=== Section Start ===

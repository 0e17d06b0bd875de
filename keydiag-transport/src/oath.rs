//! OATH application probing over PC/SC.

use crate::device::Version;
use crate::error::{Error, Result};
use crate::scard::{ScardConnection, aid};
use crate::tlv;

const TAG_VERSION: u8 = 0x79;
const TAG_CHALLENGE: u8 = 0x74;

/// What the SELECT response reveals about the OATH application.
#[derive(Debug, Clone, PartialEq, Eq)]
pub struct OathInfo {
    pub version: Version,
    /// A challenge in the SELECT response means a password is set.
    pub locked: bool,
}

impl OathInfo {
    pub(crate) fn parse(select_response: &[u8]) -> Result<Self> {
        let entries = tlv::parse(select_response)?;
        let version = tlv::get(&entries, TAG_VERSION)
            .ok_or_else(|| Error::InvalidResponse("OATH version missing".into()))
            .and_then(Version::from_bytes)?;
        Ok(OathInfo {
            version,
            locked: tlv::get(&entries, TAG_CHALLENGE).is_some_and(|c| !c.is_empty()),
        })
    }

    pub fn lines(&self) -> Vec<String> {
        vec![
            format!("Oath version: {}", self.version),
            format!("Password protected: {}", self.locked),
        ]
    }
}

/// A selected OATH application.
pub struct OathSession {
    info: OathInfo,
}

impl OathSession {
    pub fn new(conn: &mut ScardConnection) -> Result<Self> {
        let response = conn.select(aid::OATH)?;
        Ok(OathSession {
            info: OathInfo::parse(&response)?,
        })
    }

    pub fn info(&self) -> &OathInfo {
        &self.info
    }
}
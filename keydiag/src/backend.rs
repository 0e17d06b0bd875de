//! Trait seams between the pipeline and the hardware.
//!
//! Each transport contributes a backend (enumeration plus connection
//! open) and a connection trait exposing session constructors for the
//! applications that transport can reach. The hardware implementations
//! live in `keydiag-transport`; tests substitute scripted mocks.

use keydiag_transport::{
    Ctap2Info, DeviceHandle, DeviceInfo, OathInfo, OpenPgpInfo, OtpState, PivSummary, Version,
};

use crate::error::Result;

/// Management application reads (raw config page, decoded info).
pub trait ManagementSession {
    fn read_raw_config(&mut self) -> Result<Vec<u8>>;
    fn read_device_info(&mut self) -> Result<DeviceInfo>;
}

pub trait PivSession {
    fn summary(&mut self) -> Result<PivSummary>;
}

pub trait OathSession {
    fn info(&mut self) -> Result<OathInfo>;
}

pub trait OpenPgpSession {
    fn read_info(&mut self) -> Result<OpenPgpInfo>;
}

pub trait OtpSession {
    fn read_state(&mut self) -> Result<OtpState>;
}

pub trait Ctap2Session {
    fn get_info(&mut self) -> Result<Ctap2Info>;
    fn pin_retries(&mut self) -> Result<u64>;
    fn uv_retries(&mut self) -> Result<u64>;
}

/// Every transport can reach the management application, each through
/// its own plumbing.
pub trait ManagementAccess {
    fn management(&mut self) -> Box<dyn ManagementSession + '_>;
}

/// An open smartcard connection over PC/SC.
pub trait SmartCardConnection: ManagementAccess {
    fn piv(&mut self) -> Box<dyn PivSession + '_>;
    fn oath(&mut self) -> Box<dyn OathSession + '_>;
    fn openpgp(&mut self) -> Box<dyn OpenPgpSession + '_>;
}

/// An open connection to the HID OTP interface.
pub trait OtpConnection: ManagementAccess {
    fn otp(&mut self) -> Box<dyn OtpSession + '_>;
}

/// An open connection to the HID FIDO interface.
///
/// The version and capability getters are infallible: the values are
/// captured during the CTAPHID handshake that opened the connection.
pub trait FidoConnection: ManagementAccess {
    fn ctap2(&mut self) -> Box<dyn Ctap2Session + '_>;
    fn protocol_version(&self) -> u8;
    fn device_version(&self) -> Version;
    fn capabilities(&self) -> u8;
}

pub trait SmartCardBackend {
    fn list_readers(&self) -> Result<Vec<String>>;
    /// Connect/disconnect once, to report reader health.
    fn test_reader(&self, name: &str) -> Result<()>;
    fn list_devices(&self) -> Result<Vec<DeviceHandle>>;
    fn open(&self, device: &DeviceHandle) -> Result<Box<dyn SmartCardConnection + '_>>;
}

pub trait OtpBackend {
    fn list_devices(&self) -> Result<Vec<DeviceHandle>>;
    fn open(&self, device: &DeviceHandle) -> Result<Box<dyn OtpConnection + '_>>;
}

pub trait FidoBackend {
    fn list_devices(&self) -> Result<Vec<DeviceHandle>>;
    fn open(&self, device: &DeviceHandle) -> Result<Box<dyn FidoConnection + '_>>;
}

=== Section End ===

Reply with the lines from the one that contains "report reader health." through the last line of the material above, copied exactly and nothing else.

    /// Connect/disconnect once, to report reader health.
    fn test_reader(&self, name: &str) -> Result<()>;
    fn list_devices(&self) -> Result<Vec<DeviceHandle>>;
    fn open(&self, device: &DeviceHandle) -> Result<Box<dyn SmartCardConnection + '_>>;
}

pub trait OtpBackend {
    fn list_devices(&self) -> Result<Vec<DeviceHandle>>;
    fn open(&self, device: &DeviceHandle) -> Result<Box<dyn OtpConnection + '_>>;
}

pub trait FidoBackend {
    fn list_devices(&self) -> Result<Vec<DeviceHandle>>;
    fn open(&self, device: &DeviceHandle) -> Result<Box<dyn FidoConnection + '_>>;
}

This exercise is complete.